◆ **Task description**: Copy the lines below that contain "dropped".

◆ **Record excerpts**:
++++++++++++++++++++
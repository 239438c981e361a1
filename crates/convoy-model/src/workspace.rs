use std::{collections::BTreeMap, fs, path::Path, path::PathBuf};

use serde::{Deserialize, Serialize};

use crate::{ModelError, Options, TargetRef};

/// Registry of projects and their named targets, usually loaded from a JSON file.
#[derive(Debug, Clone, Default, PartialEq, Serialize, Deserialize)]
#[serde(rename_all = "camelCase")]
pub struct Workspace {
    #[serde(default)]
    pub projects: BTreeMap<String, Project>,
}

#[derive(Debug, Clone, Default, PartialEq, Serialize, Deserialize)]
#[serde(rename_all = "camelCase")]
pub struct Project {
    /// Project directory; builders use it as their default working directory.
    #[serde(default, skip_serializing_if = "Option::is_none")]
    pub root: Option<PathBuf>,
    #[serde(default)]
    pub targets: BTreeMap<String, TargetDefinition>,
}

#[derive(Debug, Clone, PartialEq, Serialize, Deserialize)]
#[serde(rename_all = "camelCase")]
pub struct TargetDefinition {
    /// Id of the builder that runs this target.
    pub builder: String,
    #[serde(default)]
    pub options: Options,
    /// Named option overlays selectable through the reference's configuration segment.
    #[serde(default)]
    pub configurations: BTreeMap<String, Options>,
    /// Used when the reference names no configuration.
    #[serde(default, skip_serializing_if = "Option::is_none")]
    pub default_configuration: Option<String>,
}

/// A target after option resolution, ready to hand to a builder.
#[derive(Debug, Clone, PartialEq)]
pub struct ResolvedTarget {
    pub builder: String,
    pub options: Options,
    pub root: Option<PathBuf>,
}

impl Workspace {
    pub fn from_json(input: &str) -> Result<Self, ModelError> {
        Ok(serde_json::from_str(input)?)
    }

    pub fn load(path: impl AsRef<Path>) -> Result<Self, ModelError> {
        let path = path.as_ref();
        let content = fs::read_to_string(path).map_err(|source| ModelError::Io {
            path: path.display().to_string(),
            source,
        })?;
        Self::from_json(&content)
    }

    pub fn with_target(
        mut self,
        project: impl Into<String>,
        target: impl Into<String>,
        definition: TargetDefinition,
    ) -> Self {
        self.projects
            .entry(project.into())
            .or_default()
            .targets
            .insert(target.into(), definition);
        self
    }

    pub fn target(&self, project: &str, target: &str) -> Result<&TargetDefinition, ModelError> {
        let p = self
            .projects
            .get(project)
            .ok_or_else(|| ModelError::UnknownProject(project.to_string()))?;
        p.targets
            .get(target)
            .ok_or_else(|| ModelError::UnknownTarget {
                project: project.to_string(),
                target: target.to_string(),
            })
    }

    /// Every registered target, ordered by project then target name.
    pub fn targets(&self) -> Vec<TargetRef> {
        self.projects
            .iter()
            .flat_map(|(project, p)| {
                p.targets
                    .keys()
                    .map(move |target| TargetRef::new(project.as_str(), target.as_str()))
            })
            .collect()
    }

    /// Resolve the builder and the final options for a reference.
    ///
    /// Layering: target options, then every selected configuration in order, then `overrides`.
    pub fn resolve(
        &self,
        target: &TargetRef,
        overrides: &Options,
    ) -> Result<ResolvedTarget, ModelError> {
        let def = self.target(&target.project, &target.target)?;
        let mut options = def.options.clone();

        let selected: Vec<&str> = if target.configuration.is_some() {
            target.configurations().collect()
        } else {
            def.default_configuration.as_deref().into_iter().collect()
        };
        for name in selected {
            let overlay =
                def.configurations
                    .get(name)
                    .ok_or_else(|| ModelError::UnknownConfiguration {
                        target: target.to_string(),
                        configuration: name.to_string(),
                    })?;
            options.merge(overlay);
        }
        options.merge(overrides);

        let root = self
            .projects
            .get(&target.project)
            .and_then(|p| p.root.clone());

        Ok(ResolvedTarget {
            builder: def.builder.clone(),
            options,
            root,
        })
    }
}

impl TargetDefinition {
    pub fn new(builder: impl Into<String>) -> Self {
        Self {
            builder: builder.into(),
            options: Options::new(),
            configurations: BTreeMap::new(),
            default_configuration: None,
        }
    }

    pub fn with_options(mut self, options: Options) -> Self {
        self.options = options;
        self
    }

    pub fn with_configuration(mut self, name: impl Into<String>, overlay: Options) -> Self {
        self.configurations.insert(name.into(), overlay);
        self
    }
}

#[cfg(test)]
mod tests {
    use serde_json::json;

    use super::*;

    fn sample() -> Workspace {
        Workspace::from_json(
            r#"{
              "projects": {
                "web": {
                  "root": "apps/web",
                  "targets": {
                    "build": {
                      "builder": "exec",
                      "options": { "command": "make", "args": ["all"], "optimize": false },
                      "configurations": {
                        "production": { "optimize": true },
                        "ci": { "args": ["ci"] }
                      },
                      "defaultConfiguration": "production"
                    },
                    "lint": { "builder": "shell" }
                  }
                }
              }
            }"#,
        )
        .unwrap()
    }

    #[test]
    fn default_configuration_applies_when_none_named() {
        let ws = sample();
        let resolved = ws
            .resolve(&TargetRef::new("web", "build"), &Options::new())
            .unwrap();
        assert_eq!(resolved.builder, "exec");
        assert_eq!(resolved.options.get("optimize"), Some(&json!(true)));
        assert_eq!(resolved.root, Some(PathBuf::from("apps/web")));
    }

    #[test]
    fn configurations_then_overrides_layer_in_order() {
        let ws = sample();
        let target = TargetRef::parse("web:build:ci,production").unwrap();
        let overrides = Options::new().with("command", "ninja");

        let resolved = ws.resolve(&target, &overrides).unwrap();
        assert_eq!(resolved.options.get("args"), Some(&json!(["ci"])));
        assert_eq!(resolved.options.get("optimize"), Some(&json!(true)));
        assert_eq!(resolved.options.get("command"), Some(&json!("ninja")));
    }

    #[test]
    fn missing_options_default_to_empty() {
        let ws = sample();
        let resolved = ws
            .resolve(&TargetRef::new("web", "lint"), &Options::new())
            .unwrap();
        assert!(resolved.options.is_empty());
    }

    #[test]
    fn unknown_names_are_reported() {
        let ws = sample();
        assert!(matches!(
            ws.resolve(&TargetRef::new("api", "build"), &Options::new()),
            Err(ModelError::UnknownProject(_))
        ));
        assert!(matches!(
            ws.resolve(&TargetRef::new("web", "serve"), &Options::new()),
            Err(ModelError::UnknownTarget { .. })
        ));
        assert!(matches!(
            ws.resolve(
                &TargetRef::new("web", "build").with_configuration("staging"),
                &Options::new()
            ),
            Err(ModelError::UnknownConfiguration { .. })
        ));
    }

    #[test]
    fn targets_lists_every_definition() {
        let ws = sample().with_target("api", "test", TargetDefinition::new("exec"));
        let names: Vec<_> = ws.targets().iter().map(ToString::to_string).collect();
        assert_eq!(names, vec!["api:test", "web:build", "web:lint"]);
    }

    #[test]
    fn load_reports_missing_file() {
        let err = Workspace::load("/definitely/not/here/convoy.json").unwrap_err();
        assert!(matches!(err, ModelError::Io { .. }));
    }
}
++++++++++++++++++++
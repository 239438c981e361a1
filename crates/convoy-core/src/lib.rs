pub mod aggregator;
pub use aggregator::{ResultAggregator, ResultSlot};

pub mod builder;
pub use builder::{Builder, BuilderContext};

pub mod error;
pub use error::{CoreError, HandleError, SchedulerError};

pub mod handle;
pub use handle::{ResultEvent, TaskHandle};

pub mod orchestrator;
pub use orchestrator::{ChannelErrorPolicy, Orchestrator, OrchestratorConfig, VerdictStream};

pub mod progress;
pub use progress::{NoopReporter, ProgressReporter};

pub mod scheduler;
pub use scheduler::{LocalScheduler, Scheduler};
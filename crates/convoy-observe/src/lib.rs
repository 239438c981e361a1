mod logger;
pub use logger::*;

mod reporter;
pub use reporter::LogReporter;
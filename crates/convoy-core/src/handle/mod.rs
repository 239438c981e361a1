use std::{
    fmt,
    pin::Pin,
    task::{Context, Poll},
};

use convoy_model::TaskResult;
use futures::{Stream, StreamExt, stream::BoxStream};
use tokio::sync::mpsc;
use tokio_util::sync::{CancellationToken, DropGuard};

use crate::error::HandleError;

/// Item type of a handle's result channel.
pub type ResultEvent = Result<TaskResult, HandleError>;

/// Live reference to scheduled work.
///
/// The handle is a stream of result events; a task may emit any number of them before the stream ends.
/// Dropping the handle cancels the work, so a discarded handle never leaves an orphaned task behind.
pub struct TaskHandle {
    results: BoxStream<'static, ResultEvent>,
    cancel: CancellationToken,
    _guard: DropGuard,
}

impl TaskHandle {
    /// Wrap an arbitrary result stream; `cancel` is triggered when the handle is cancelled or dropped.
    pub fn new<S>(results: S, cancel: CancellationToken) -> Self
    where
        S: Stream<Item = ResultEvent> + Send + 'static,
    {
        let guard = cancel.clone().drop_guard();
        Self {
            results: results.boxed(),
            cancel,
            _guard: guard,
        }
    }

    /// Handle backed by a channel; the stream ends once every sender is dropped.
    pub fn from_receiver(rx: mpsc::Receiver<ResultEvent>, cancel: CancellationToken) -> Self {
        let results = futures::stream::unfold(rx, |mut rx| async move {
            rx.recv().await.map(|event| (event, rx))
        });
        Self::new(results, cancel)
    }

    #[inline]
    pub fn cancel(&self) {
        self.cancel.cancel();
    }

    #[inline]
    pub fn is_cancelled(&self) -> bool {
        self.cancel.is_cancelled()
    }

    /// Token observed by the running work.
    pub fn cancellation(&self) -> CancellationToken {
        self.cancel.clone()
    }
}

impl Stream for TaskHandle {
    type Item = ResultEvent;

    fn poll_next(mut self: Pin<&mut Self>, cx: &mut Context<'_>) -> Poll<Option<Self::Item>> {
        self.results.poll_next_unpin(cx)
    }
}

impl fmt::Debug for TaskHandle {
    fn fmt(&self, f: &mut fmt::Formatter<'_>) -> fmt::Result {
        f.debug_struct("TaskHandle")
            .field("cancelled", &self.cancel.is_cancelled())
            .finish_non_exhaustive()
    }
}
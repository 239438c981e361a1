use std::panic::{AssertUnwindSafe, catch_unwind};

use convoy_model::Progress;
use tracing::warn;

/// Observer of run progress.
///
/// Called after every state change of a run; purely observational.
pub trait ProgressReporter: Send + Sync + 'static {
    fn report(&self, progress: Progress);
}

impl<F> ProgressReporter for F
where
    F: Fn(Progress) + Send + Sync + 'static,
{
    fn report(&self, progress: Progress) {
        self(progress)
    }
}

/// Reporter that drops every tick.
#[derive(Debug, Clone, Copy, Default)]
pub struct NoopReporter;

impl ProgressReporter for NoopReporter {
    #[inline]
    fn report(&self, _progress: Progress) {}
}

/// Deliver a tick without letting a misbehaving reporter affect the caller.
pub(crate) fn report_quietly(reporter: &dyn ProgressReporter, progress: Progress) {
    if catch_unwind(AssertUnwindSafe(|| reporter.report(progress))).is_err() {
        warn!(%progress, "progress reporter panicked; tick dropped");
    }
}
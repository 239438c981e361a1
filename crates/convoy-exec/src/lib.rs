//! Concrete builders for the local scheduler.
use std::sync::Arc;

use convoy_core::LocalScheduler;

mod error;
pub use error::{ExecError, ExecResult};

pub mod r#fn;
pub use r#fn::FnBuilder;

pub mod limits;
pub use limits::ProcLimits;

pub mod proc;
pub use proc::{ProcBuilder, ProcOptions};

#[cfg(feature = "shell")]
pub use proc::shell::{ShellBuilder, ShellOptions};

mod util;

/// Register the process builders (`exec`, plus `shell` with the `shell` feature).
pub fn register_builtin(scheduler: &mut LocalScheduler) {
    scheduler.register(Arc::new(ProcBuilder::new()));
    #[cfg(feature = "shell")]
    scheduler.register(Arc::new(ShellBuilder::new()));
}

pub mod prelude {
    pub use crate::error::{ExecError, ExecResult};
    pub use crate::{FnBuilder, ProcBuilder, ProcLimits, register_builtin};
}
++++++++++++++++++++
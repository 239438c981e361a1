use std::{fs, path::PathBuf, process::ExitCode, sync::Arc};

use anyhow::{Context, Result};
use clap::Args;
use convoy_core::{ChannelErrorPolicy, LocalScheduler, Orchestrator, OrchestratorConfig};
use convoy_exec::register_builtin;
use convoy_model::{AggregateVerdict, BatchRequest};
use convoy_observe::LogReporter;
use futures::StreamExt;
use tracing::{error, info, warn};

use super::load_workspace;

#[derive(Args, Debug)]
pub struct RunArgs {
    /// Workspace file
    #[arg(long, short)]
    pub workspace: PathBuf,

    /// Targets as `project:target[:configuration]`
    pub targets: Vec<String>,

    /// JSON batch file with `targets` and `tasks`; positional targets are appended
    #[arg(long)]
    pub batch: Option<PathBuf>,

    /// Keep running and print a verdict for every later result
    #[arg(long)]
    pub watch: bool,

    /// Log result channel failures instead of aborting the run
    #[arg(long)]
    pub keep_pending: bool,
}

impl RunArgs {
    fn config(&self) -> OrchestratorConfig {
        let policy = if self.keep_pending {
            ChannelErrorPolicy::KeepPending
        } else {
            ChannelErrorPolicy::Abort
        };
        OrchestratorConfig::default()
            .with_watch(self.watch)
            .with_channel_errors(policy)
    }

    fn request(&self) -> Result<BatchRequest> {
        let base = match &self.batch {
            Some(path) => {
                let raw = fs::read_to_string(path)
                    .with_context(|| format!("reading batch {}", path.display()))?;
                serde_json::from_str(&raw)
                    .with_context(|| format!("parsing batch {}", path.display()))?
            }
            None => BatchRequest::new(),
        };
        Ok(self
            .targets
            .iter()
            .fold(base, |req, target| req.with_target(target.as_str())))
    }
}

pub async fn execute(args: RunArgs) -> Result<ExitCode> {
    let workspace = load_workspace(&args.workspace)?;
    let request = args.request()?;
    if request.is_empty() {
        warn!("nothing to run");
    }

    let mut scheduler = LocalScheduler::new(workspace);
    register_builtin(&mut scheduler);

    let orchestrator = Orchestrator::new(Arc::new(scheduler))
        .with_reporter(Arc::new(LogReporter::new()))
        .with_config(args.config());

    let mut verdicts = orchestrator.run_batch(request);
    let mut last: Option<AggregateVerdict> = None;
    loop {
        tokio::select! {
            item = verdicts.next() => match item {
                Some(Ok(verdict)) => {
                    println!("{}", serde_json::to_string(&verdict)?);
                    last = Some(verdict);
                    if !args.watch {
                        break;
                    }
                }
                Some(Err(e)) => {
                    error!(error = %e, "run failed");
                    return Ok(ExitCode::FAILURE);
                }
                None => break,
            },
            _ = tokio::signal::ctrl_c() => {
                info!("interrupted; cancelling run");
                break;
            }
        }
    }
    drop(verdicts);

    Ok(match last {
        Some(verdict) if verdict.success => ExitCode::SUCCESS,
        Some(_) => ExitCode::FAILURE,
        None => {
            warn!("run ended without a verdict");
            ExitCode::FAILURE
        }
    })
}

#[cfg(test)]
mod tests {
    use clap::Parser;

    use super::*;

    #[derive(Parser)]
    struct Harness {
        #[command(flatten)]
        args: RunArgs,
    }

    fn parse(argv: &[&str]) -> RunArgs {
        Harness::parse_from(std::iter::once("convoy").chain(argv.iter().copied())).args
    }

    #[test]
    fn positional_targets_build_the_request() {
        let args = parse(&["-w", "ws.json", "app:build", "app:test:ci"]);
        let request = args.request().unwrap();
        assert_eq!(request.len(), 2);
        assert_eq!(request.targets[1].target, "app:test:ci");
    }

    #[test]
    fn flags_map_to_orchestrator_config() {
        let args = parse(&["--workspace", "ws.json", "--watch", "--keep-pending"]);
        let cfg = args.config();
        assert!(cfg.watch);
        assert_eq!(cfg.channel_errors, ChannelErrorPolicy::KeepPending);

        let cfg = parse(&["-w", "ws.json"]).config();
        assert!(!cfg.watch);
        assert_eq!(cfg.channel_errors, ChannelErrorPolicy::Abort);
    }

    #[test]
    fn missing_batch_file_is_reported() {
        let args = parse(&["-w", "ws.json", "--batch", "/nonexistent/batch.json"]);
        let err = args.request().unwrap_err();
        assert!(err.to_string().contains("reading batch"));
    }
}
++++++++++++++++++++
◆ **Written response**:
    /// Wrap an arbitrary result stream; `cancel` is triggered when the handle is cancelled or dropped.
    /// Handle backed by a channel; the stream ends once every sender is dropped.
        warn!(%progress, "progress reporter panicked; tick dropped");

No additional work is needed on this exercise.